• [RECORDS FOR THIS EXERCISE]:
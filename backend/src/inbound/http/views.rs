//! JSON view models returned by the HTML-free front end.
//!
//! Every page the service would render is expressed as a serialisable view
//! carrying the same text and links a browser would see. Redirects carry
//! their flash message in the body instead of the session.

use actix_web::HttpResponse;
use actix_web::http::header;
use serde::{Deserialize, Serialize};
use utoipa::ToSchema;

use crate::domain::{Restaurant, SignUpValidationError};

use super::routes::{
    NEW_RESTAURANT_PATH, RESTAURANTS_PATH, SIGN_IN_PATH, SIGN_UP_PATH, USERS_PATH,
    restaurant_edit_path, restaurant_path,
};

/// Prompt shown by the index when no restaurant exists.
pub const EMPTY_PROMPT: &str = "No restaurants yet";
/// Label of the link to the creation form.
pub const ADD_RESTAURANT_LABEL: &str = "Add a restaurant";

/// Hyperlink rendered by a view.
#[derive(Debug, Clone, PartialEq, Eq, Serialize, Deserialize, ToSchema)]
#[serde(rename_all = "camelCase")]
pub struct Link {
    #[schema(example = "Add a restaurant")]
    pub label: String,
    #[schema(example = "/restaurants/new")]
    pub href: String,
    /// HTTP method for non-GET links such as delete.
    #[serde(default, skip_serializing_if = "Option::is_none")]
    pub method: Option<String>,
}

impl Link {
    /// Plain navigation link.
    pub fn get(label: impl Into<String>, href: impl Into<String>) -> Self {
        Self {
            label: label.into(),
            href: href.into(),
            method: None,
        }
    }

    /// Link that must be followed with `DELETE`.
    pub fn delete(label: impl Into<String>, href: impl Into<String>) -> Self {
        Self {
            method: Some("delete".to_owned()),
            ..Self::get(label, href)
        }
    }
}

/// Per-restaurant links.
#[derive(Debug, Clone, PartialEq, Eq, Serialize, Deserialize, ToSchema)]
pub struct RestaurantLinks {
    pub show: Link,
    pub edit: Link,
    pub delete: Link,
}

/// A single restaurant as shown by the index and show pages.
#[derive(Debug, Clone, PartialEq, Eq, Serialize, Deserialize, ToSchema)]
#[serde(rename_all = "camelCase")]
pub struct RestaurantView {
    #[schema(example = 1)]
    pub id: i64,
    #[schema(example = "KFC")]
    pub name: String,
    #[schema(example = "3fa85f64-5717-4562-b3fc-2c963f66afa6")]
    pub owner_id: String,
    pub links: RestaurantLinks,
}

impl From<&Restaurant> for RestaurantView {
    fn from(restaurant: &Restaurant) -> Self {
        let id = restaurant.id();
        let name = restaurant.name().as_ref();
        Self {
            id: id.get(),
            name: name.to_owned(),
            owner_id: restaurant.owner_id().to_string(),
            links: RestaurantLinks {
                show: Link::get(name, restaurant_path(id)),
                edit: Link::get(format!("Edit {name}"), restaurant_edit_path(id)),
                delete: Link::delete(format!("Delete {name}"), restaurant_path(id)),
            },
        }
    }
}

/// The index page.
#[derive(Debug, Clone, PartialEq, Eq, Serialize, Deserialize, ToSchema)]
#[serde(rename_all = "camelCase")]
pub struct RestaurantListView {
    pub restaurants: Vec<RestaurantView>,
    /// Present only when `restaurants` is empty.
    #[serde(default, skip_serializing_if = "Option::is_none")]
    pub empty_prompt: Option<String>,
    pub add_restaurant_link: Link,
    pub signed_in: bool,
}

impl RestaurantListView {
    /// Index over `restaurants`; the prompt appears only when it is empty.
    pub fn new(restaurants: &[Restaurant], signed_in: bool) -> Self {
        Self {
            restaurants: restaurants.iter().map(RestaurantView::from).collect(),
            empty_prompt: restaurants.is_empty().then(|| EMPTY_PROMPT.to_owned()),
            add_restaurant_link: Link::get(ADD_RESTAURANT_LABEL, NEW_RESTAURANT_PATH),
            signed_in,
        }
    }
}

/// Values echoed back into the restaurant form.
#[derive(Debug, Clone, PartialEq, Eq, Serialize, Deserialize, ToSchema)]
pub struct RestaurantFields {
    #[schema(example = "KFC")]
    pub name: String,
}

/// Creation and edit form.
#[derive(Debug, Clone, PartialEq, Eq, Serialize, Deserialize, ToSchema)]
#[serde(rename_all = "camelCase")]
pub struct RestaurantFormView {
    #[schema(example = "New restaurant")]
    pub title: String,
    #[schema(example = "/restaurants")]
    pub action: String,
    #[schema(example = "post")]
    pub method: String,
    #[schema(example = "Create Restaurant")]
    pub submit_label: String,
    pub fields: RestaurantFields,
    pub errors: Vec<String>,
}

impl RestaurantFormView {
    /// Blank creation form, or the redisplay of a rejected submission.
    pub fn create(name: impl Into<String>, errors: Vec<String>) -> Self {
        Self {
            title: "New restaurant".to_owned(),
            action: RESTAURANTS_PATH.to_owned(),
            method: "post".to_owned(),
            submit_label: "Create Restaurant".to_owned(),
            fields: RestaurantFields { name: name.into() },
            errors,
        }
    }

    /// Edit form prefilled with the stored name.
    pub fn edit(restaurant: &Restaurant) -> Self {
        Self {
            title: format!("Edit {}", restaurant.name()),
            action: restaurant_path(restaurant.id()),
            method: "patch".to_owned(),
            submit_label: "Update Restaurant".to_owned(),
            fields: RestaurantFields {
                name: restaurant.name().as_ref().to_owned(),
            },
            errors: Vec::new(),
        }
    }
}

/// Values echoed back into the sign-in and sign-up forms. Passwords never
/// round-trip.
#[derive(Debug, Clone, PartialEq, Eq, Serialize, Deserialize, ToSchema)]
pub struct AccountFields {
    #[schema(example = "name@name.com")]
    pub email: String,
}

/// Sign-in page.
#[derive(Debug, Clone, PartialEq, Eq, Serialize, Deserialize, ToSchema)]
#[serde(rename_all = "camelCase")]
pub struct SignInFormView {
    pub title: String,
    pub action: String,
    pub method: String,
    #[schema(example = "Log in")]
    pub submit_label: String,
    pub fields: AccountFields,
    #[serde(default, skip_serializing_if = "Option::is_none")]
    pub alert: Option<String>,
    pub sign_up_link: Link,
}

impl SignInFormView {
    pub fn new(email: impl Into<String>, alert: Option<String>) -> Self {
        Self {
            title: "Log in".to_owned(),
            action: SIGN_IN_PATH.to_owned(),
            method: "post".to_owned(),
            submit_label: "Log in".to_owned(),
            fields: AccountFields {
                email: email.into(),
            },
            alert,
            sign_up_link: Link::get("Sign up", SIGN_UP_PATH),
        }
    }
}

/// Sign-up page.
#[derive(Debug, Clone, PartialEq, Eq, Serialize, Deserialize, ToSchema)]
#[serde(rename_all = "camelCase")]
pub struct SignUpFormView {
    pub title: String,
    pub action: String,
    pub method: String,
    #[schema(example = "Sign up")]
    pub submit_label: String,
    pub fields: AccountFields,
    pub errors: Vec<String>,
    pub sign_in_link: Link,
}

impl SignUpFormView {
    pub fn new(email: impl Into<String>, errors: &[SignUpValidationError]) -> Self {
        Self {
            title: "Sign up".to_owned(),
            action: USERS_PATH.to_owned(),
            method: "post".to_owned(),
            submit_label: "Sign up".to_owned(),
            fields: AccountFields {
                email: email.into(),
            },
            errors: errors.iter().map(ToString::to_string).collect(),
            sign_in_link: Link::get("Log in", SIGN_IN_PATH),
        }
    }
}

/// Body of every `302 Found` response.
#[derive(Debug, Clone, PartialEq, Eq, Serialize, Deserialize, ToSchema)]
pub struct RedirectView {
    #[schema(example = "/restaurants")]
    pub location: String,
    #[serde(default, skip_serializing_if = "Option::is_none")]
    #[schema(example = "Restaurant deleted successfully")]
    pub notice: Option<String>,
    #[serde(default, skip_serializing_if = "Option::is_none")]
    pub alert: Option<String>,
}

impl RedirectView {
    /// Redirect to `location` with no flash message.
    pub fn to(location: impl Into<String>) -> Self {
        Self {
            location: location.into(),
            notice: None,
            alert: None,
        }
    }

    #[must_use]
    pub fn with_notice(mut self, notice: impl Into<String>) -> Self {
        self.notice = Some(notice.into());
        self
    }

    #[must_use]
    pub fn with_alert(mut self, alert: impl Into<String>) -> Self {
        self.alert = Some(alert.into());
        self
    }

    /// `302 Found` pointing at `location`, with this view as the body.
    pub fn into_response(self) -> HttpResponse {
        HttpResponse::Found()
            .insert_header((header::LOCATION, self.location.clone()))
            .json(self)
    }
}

• [WHAT YOU HAVE TO DO]: Copy out each line of the material above, word for word, from the first down to the line containing "such as delete.". Add nothing.

• [RESULT FOR THIS EXERCISE]:
filename backend/src/inbound/http/views.rs
//! JSON view models returned by the HTML-free front end.
//!
//! Every page the service would render is expressed as a serialisable view
//! carrying the same text and links a browser would see. Redirects carry
//! their flash message in the body instead of the session.

use actix_web::HttpResponse;
use actix_web::http::header;
use serde::{Deserialize, Serialize};
use utoipa::ToSchema;

use crate::domain::{Restaurant, SignUpValidationError};

use super::routes::{
    NEW_RESTAURANT_PATH, RESTAURANTS_PATH, SIGN_IN_PATH, SIGN_UP_PATH, USERS_PATH,
    restaurant_edit_path, restaurant_path,
};

/// Prompt shown by the index when no restaurant exists.
pub const EMPTY_PROMPT: &str = "No restaurants yet";
/// Label of the link to the creation form.
pub const ADD_RESTAURANT_LABEL: &str = "Add a restaurant";

/// Hyperlink rendered by a view.
#[derive(Debug, Clone, PartialEq, Eq, Serialize, Deserialize, ToSchema)]
#[serde(rename_all = "camelCase")]
pub struct Link {
    #[schema(example = "Add a restaurant")]
    pub label: String,
    #[schema(example = "/restaurants/new")]
    pub href: String,
    /// HTTP method for non-GET links such as delete.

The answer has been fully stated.